É constante, para não dizer diária – quiçá de hora em hora, como aqueles avisos da Telesena -, a reclamação que ouço de colegas e amigos que trabalham em propaganda sobre a babaquização do mundo. As pessoas, segundo a opinião destes colegas e amigos, estão muito “caretas” hoje em dia. O consumidor “não sabe mais rir de uma piada”, virou um “chato”. Até porque, “porra, é só uma brincadeira”.

Não raramente a reclamação vem acompanhada de uma lista com os últimos comerciais questionados junto ao Conar e com a já célebre consideração de que “Os Trapalhões” e suas piadas sobre gays, negros, mulheres e nordestinos, nunca seriam produzidos hoje, quanto mais veiculados no domingo às 7 da noite.

Não sei se vocês já estão por dentro, mas tem um lance aí chamado internet, que parece que veio pra ficar. Com ela, a rede mundial de computadores, vieram e estão ficando os fóruns de discussão, as caixas de comentários e as páginas das empresas no Facebook, que usualmente recebem uma enxurrada de postagens quando alguma mensagem publicitária ou decisão mercadológica desagrada um determinado grupo ou ajuntamento de pessoas.

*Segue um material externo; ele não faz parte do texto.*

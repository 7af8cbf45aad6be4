//! In-flight expansion bookkeeping
//!
//! One [`PendingExpansion`] exists per (session id, node path) while a fan-out
//! is outstanding. Every caller that asks for the same path while it is pending
//! attaches a oneshot receiver instead of issuing new provider calls.

use crate::error::ExplorerError;
use crate::types::{ExpandInfo, NodeExpandResponse};
use chrono::{DateTime, Utc};
use std::collections::HashMap;
use std::time::{Duration, Instant};
use tokio::sync::oneshot;
use tracing::trace;

pub type ExpansionOutcome = Result<ExpandInfo, ExplorerError>;

/// Identifier of one fan-out, for log correlation
#[derive(Debug, Clone, Copy, PartialEq, Eq, Hash)]
pub struct ExpansionId(u64);

impl ExpansionId {
    pub fn next() -> Self {
        use std::sync::atomic::{AtomicU64, Ordering};
        static COUNTER: AtomicU64 = AtomicU64::new(1);
        ExpansionId(COUNTER.fetch_add(1, Ordering::Relaxed))
    }

    pub fn as_u64(self) -> u64 {
        self.0
    }
}

/// Per-provider accumulator plus the callers waiting on it
#[derive(Debug)]
pub struct PendingExpansion {
    id: ExpansionId,
    refresh: bool,
    providers: Vec<String>,
    results: HashMap<String, NodeExpandResponse>,
    waiters: Vec<oneshot::Sender<ExpansionOutcome>>,
    started: DateTime<Utc>,
    started_at: Instant,
}

impl PendingExpansion {
    /// `providers` is the fan-out set in merge order
    pub fn new(providers: Vec<String>, refresh: bool) -> Self {
        Self {
            id: ExpansionId::next(),
            refresh,
            providers,
            results: HashMap::new(),
            waiters: Vec::new(),
            started: Utc::now(),
            started_at: Instant::now(),
        }
    }

    pub fn id(&self) -> ExpansionId {
        self.id
    }

    pub fn providers(&self) -> &[String] {
        &self.providers
    }

    pub fn results(&self) -> &HashMap<String, NodeExpandResponse> {
        &self.results
    }

    /// Join the request; the receiver resolves with the merged outcome
    pub fn attach(&mut self) -> oneshot::Receiver<ExpansionOutcome> {
        let (tx, rx) = oneshot::channel();
        self.waiters.push(tx);
        rx
    }

    /// Store one provider's answer; a later answer from the same provider wins
    pub fn record(&mut self, response: NodeExpandResponse) {
        if !self.providers.iter().any(|p| *p == response.provider_id) {
            trace!(
                expansion_id = self.id.as_u64(),
                provider_id = %response.provider_id,
                "Recorded response from provider outside the fan-out set"
            );
        }
        self.results.insert(response.provider_id.clone(), response);
    }

    /// Every provider in the fan-out set has answered
    pub fn is_complete(&self) -> bool {
        self.providers.iter().all(|p| self.results.contains_key(p))
    }

    /// Release every attached caller with `outcome`
    pub fn resolve(self, outcome: ExpansionOutcome) {
        let waiters = self.waiters.len();
        for tx in self.waiters {
            // The caller may have stopped waiting.
            let _ = tx.send(outcome.clone());
        }
        trace!(
            expansion_id = self.id.as_u64(),
            waiters,
            elapsed_ms = self.started_at.elapsed().as_millis() as u64,
            "Resolved pending expansion"
        );
    }

    pub fn status(&self) -> PendingExpansionStatus {
        let mut responded: Vec<String> = self.results.keys().cloned().collect();
        responded.sort();
        PendingExpansionStatus {
            id: self.id,
            refresh: self.refresh,
            providers: self.providers.clone(),
            responded,
            waiters: self.waiters.len(),
            started: self.started,
            elapsed: self.started_at.elapsed(),
        }
    }
}

/// Snapshot of a pending expansion for diagnostics
#[derive(Debug, Clone)]
pub struct PendingExpansionStatus {
    pub id: ExpansionId,
    pub refresh: bool,
    pub providers: Vec<String>,
    pub responded: Vec<String>,
    pub waiters: usize,
    /// Wall-clock start of the fan-out
    pub started: DateTime<Utc>,
    pub elapsed: Duration,
}
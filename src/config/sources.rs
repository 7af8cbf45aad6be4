//! Config sources: global file, explicit file, environment.

use config::builder::DefaultState;
use config::{ConfigBuilder, ConfigError, Environment, File, FileFormat};
use std::path::{Path, PathBuf};
use tracing::debug;

/// Prefix of environment overrides, e.g. `OEXPLORER__EXPLORER__EVENT_CAPACITY`
pub const ENV_PREFIX: &str = "OEXPLORER";
pub const ENV_SEPARATOR: &str = "__";

/// $XDG_CONFIG_HOME/oexplorer/config.toml, else ~/.config/oexplorer/config.toml
pub fn global_config_path() -> Option<PathBuf> {
    std::env::var_os("XDG_CONFIG_HOME")
        .map(PathBuf::from)
        .filter(|p| p.is_absolute())
        .or_else(|| std::env::var_os("HOME").map(|home| PathBuf::from(home).join(".config")))
        .map(|base| base.join("oexplorer").join("config.toml"))
}

/// Add the global config file if it exists.
pub fn add_global_file(
    builder: ConfigBuilder<DefaultState>,
) -> Result<ConfigBuilder<DefaultState>, ConfigError> {
    match global_config_path() {
        Some(path) if path.exists() => {
            debug!(config_path = %path.display(), "Using global configuration file");
            Ok(builder.add_source(File::from(path).format(FileFormat::Toml).required(false)))
        }
        _ => Ok(builder),
    }
}

/// Add an explicitly requested config file; it must exist.
pub fn add_explicit_file(
    builder: ConfigBuilder<DefaultState>,
    path: &Path,
) -> Result<ConfigBuilder<DefaultState>, ConfigError> {
    if !path.exists() {
        return Err(ConfigError::NotFound(path.display().to_string()));
    }
    Ok(builder.add_source(File::from(path).format(FileFormat::Toml).required(true)))
}

/// Environment overrides; `OEXPLORER__LOGGING__LEVEL=debug` sets `logging.level`.
pub fn add_environment(builder: ConfigBuilder<DefaultState>) -> ConfigBuilder<DefaultState> {
    builder.add_source(
        Environment::with_prefix(ENV_PREFIX)
            .prefix_separator(ENV_SEPARATOR)
            .separator(ENV_SEPARATOR)
            .try_parsing(true),
    )
}
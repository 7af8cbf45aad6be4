//! Node path resolution helpers
//!
//! Node paths are opaque provider strings. The only structure assumed is that
//! a child's path is longer than, and prefixed by, its parent's path.

use crate::tree::node::TreeNode;

/// True when `candidate` is a non-empty prefix of `target`
pub fn is_path_prefix(candidate: &str, target: &str) -> bool {
    !candidate.is_empty() && target.starts_with(candidate)
}

/// Pick the child to descend into when looking for `target`.
///
/// Among children whose path is a prefix of `target` and longer than
/// `parent_path`, the longest path wins; the first one seen wins a tie.
pub fn select_next_child<'a, I>(children: I, parent_path: &str, target: &str) -> Option<&'a TreeNode>
where
    I: IntoIterator<Item = &'a TreeNode>,
{
    children
        .into_iter()
        .filter(|child| child.node_path.len() > parent_path.len())
        .filter(|child| is_path_prefix(&child.node_path, target))
        .fold(None, |best: Option<&TreeNode>, candidate| match best {
            Some(current) if current.node_path.len() >= candidate.node_path.len() => Some(current),
            _ => Some(candidate),
        })
}
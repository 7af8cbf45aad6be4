//! Data records exchanged with providers.
//!
//! These mirror the provider contract field for field and serialize with
//! camelCase names so fixtures and logs read the same as provider payloads.

use serde::{Deserialize, Serialize};
use serde_json::Value;

/// Descriptive metadata attached to a node by its provider.
#[derive(Debug, Clone, Default, PartialEq, Eq, Serialize, Deserialize)]
#[serde(rename_all = "camelCase")]
pub struct ObjectMetadata {
    #[serde(default)]
    pub metadata_type_name: Option<String>,
    #[serde(default)]
    pub urn: Option<String>,
    pub name: String,
    #[serde(default)]
    pub schema: Option<String>,
    #[serde(default)]
    pub parent_name: Option<String>,
    #[serde(default)]
    pub parent_type_name: Option<String>,
}

/// A property a node can be filtered on.
#[derive(Debug, Clone, PartialEq, Eq, Serialize, Deserialize)]
#[serde(rename_all = "camelCase")]
pub struct NodeFilterProperty {
    pub name: String,
    #[serde(default)]
    pub display_name: Option<String>,
    #[serde(default)]
    pub filter_type: Option<String>,
    #[serde(default)]
    pub description: Option<String>,
}

/// An active filter on a node's children.
#[derive(Debug, Clone, PartialEq, Serialize, Deserialize)]
#[serde(rename_all = "camelCase")]
pub struct NodeFilter {
    pub name: String,
    pub operator: String,
    pub value: Value,
}

/// Provider-supplied description of one node.
#[derive(Debug, Clone, Default, PartialEq, Serialize, Deserialize)]
#[serde(rename_all = "camelCase")]
pub struct NodeInfo {
    pub node_path: String,
    #[serde(default)]
    pub parent_node_path: Option<String>,
    pub node_type: String,
    #[serde(default)]
    pub object_type: Option<String>,
    pub label: String,
    #[serde(default)]
    pub is_leaf: bool,
    #[serde(default)]
    pub node_sub_type: Option<String>,
    #[serde(default)]
    pub node_status: Option<String>,
    #[serde(default)]
    pub metadata: Option<ObjectMetadata>,
    #[serde(default)]
    pub error_message: Option<String>,
    #[serde(default)]
    pub icon_type: Option<String>,
    #[serde(default)]
    pub child_provider: Option<String>,
    #[serde(default)]
    pub payload: Option<Value>,
    #[serde(default)]
    pub filterable_properties: Vec<NodeFilterProperty>,
}

impl NodeInfo {
    pub fn new(
        node_path: impl Into<String>,
        node_type: impl Into<String>,
        label: impl Into<String>,
    ) -> Self {
        Self {
            node_path: node_path.into(),
            node_type: node_type.into(),
            label: label.into(),
            ..Self::default()
        }
    }

    pub fn with_leaf(mut self, is_leaf: bool) -> Self {
        self.is_leaf = is_leaf;
        self
    }

    pub fn with_status(mut self, status: impl Into<String>) -> Self {
        self.node_status = Some(status.into());
        self
    }

    pub fn with_metadata(mut self, metadata: ObjectMetadata) -> Self {
        self.metadata = Some(metadata);
        self
    }
}

/// Request sent to a provider to expand or refresh one node.
#[derive(Debug, Clone, PartialEq, Serialize, Deserialize)]
#[serde(rename_all = "camelCase")]
pub struct ExpandNodeInfo {
    pub session_id: String,
    pub node_path: String,
    #[serde(default, skip_serializing_if = "Vec::is_empty")]
    pub filters: Vec<NodeFilter>,
}

/// Merged result of one expansion, as returned to callers.
#[derive(Debug, Clone, Default, PartialEq, Serialize, Deserialize)]
#[serde(rename_all = "camelCase")]
pub struct ExpandInfo {
    pub session_id: String,
    pub node_path: String,
    pub nodes: Vec<NodeInfo>,
    #[serde(default)]
    pub error_message: Option<String>,
}

impl ExpandInfo {
    /// Result used to release waiters when a session closes under them.
    pub fn empty(session_id: impl Into<String>, node_path: impl Into<String>) -> Self {
        Self {
            session_id: session_id.into(),
            node_path: node_path.into(),
            nodes: Vec::new(),
            error_message: None,
        }
    }
}

/// Asynchronous per-provider answer to an expand or refresh request.
#[derive(Debug, Clone, PartialEq, Serialize, Deserialize)]
#[serde(rename_all = "camelCase")]
pub struct NodeExpandResponse {
    pub provider_id: String,
    pub session_id: String,
    pub node_path: String,
    #[serde(default)]
    pub nodes: Vec<NodeInfo>,
    #[serde(default)]
    pub error_message: Option<String>,
}

impl NodeExpandResponse {
    pub fn success(
        provider_id: impl Into<String>,
        session_id: impl Into<String>,
        node_path: impl Into<String>,
        nodes: Vec<NodeInfo>,
    ) -> Self {
        Self {
            provider_id: provider_id.into(),
            session_id: session_id.into(),
            node_path: node_path.into(),
            nodes,
            error_message: None,
        }
    }

    pub fn failure(
        provider_id: impl Into<String>,
        session_id: impl Into<String>,
        node_path: impl Into<String>,
        error_message: impl Into<String>,
    ) -> Self {
        Self {
            provider_id: provider_id.into(),
            session_id: session_id.into(),
            node_path: node_path.into(),
            nodes: Vec::new(),
            error_message: Some(error_message.into()),
        }
    }

    /// True when the response carries a non-empty error message.
    pub fn is_error(&self) -> bool {
        self.error_message
            .as_deref()
            .map(|m| !m.is_empty())
            .unwrap_or(false)
    }
}

/// Session handle returned by a provider's `create_session`.
#[derive(Debug, Clone, Default, PartialEq, Serialize, Deserialize)]
#[serde(rename_all = "camelCase")]
pub struct ObjectExplorerSession {
    pub session_id: String,
    pub success: bool,
    #[serde(default)]
    pub root_node: Option<NodeInfo>,
    #[serde(default)]
    pub error_message: Option<String>,
}

#[derive(Debug, Clone, PartialEq, Eq, Serialize, Deserialize)]
#[serde(rename_all = "camelCase")]
pub struct CloseSessionInfo {
    pub session_id: String,
}

#[derive(Debug, Clone, PartialEq, Eq, Serialize, Deserialize)]
#[serde(rename_all = "camelCase")]
pub struct CloseSessionResponse {
    pub session_id: String,
    pub success: bool,
}

/// Search request forwarded to a provider's `find_nodes`.
#[derive(Debug, Clone, Default, PartialEq, Eq, Serialize, Deserialize)]
#[serde(rename_all = "camelCase")]
pub struct FindNodesInfo {
    pub session_id: String,
    #[serde(rename = "type")]
    pub node_type: String,
    pub name: String,
    #[serde(default)]
    pub schema: Option<String>,
    #[serde(default)]
    pub database: Option<String>,
    #[serde(default)]
    pub parent_object_names: Vec<String>,
}

#[derive(Debug, Clone, Default, PartialEq, Serialize, Deserialize)]
#[serde(rename_all = "camelCase")]
pub struct FindNodesResponse {
    pub nodes: Vec<NodeInfo>,
}
//! Logging System
//!
//! Structured logging using the `tracing` crate. Level, format and destination
//! come from [`LoggingConfig`], with `OEXPLORER_LOG*` environment variables
//! taking precedence.

use crate::error::ExplorerError;
use serde::{Deserialize, Serialize};
use std::collections::HashMap;
use std::path::PathBuf;
use tracing_subscriber::fmt::time::ChronoUtc;
use tracing_subscriber::fmt::writer::BoxMakeWriter;
use tracing_subscriber::{fmt, layer::SubscriberExt, util::SubscriberInitExt, EnvFilter, Registry};

/// Env var holding a full filter directive string
pub const LOG_ENV: &str = "OEXPLORER_LOG";
pub const LOG_MODULES_ENV: &str = "OEXPLORER_LOG_MODULES";
pub const LOG_FORMAT_ENV: &str = "OEXPLORER_LOG_FORMAT";
pub const LOG_OUTPUT_ENV: &str = "OEXPLORER_LOG_OUTPUT";

/// Logging configuration
#[derive(Debug, Clone, PartialEq, Serialize, Deserialize)]
pub struct LoggingConfig {
    /// Install a subscriber at all
    #[serde(default = "default_true")]
    pub enabled: bool,

    /// Log level: trace, debug, info, warn, error, off
    #[serde(default = "default_log_level")]
    pub level: String,

    /// Output format: json, text (default: text)
    #[serde(default = "default_format")]
    pub format: String,

    /// Output destination: stdout, stderr, file
    #[serde(default = "default_output")]
    pub output: String,

    /// Log file path (if output is "file")
    #[serde(default = "default_log_file")]
    pub file: PathBuf,

    /// Enable colored output (text format only, stdout/stderr only)
    #[serde(default = "default_true")]
    pub color: bool,

    /// Module-specific log levels
    #[serde(default)]
    pub modules: HashMap<String, String>,
}

fn default_log_level() -> String {
    "warn".to_string()
}

fn default_format() -> String {
    "text".to_string()
}

fn default_output() -> String {
    "stderr".to_string()
}

fn default_log_file() -> PathBuf {
    PathBuf::from("oexplorer.log")
}

fn default_true() -> bool {
    true
}

impl Default for LoggingConfig {
    fn default() -> Self {
        Self {
            enabled: default_true(),
            level: default_log_level(),
            format: default_format(),
            output: default_output(),
            file: default_log_file(),
            color: default_true(),
            modules: HashMap::new(),
        }
    }
}

impl LoggingConfig {
    pub fn validate(&self) -> Result<(), String> {
        parse_level(&self.level)?;
        parse_format(&self.format)?;
        parse_output(&self.output)?;
        if self.output == "file" && self.file.as_os_str().is_empty() {
            return Err("Log file path cannot be empty when output is 'file'".to_string());
        }
        Ok(())
    }
}

/// Initialize the global subscriber.
///
/// Priority order (highest to lowest):
/// 1. Environment variables (OEXPLORER_LOG, OEXPLORER_LOG_FORMAT, ...)
/// 2. Configuration (file, env-layered config, CLI flags)
/// 3. Defaults
pub fn init_logging(config: Option<&LoggingConfig>) -> Result<(), ExplorerError> {
    if config.map(|c| !c.enabled).unwrap_or(false) {
        return Ok(());
    }

    let filter = build_env_filter(config)?;
    let format = determine_format(config)?;
    let output = determine_output(config)?;
    let use_color = config.map(|c| c.color).unwrap_or(true) && output != LogOutput::File;

    let writer = match output {
        LogOutput::Stdout => BoxMakeWriter::new(std::io::stdout),
        LogOutput::Stderr => BoxMakeWriter::new(std::io::stderr),
        LogOutput::File => {
            let log_file = config
                .map(|c| c.file.clone())
                .unwrap_or_else(default_log_file);
            if let Some(parent) = log_file.parent().filter(|p| !p.as_os_str().is_empty()) {
                std::fs::create_dir_all(parent).map_err(|e| {
                    ExplorerError::ConfigError(format!("Failed to create log directory: {}", e))
                })?;
            }
            let file = std::fs::OpenOptions::new()
                .create(true)
                .append(true)
                .open(&log_file)
                .map_err(|e| {
                    ExplorerError::ConfigError(format!(
                        "Failed to open log file {:?}: {}",
                        log_file, e
                    ))
                })?;
            BoxMakeWriter::new(std::sync::Mutex::new(file))
        }
    };

    let base_subscriber = Registry::default().with(filter);
    let result = if format == LogFormat::Json {
        base_subscriber
            .with(
                fmt::layer()
                    .json()
                    .with_target(true)
                    .with_timer(ChronoUtc::rfc_3339())
                    .with_writer(writer),
            )
            .try_init()
    } else {
        base_subscriber
            .with(
                fmt::layer()
                    .with_target(true)
                    .with_timer(ChronoUtc::rfc_3339())
                    .with_ansi(use_color)
                    .with_writer(writer),
            )
            .try_init()
    };

    result.map_err(|e| ExplorerError::ConfigError(format!("Failed to install logger: {}", e)))
}

/// Build environment filter from config or environment variables
fn build_env_filter(config: Option<&LoggingConfig>) -> Result<EnvFilter, ExplorerError> {
    if let Ok(filter) = EnvFilter::try_from_env(LOG_ENV) {
        return Ok(filter);
    }

    let level = config.map(|c| c.level.as_str()).unwrap_or("warn");
    if level == "off" {
        return Ok(EnvFilter::new("off"));
    }

    let mut filter = EnvFilter::new(level);

    if let Some(config) = config {
        for (module, module_level) in &config.modules {
            filter = filter.add_directive(parse_directive(module, module_level)?);
        }
    }

    if let Ok(modules) = std::env::var(LOG_MODULES_ENV) {
        for spec in modules.split(',').filter(|s| !s.trim().is_empty()) {
            if let Some((module, module_level)) = spec.split_once('=') {
                filter = filter.add_directive(parse_directive(module.trim(), module_level.trim())?);
            }
        }
    }

    Ok(filter)
}

fn parse_directive(
    module: &str,
    level: &str,
) -> Result<tracing_subscriber::filter::Directive, ExplorerError> {
    format!("{}={}", module, level)
        .parse()
        .map_err(|e| ExplorerError::ConfigError(format!("Invalid log directive: {}", e)))
}

#[derive(Debug, Clone, Copy, PartialEq, Eq)]
enum LogFormat {
    Text,
    Json,
}

#[derive(Debug, Clone, Copy, PartialEq, Eq)]
enum LogOutput {
    Stdout,
    Stderr,
    File,
}

fn parse_level(level: &str) -> Result<(), String> {
    match level {
        "trace" | "debug" | "info" | "warn" | "error" | "off" => Ok(()),
        other => Err(format!(
            "Invalid log level: {} (must be trace, debug, info, warn, error or off)",
            other
        )),
    }
}

fn parse_format(format: &str) -> Result<LogFormat, String> {
    match format {
        "text" => Ok(LogFormat::Text),
        "json" => Ok(LogFormat::Json),
        other => Err(format!(
            "Invalid log format: {} (must be 'json' or 'text')",
            other
        )),
    }
}

fn parse_output(output: &str) -> Result<LogOutput, String> {
    match output {
        "stdout" => Ok(LogOutput::Stdout),
        "stderr" => Ok(LogOutput::Stderr),
        "file" => Ok(LogOutput::File),
        other => Err(format!(
            "Invalid log output: {} (must be 'stdout', 'stderr' or 'file')",
            other
        )),
    }
}

fn determine_format(config: Option<&LoggingConfig>) -> Result<LogFormat, ExplorerError> {
    if let Ok(format) = std::env::var(LOG_FORMAT_ENV) {
        if let Ok(format) = parse_format(&format) {
            return Ok(format);
        }
    }
    parse_format(config.map(|c| c.format.as_str()).unwrap_or("text"))
        .map_err(ExplorerError::ConfigError)
}

fn determine_output(config: Option<&LoggingConfig>) -> Result<LogOutput, ExplorerError> {
    if let Ok(output) = std::env::var(LOG_OUTPUT_ENV) {
        return parse_output(&output).map_err(ExplorerError::ConfigError);
    }
    parse_output(config.map(|c| c.output.as_str()).unwrap_or("stderr"))
        .map_err(ExplorerError::ConfigError)
}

Se há algo que podemos aprender sobre o que vivemos nos últimos dez, quinze anos, a primeiríssima infância da internet, é que gente que não tinha voz agora tem. E antes que você pergunte: não, eu não freqüento o Fórum Social Mundial.

Sim, dói muito quando ouvimos que o babaca da vez somos nós

Continuando. Existe uma montanha de gente que acha patético uma mulher se matando de fazer regime no comercial só para aparecer gostosa para os homens. Existe uma porrada de gente, que acha uma babaquice, pra utilizar o mesmo termo, esse lance de fazer Kinder Ovo azul pra menino e Kinder Ovo rosa para menina. Um daqueles meus amigos ou colegas de profissão diria que isso é a ditadura do politicamente correto.

Kinder Ovo

Bem, se você acha que mil reclamações sobre um comercial na página de uma empresa no Facebook é uma ditadura, do que você classificaria um comercial empurrando conceitos goela abaixo de 120, 130 milhões de brasileiros todo santo dia? Ou um programa de tevê em rede nacional reproduzindo a velha cartilha sexista de que meninos tem que brincar de carrinho e meninas tem que brincar de casinha? Ou uma multinacional torrando milhões de dólares para informar a você, que tem pelo no peito, que você é nojento?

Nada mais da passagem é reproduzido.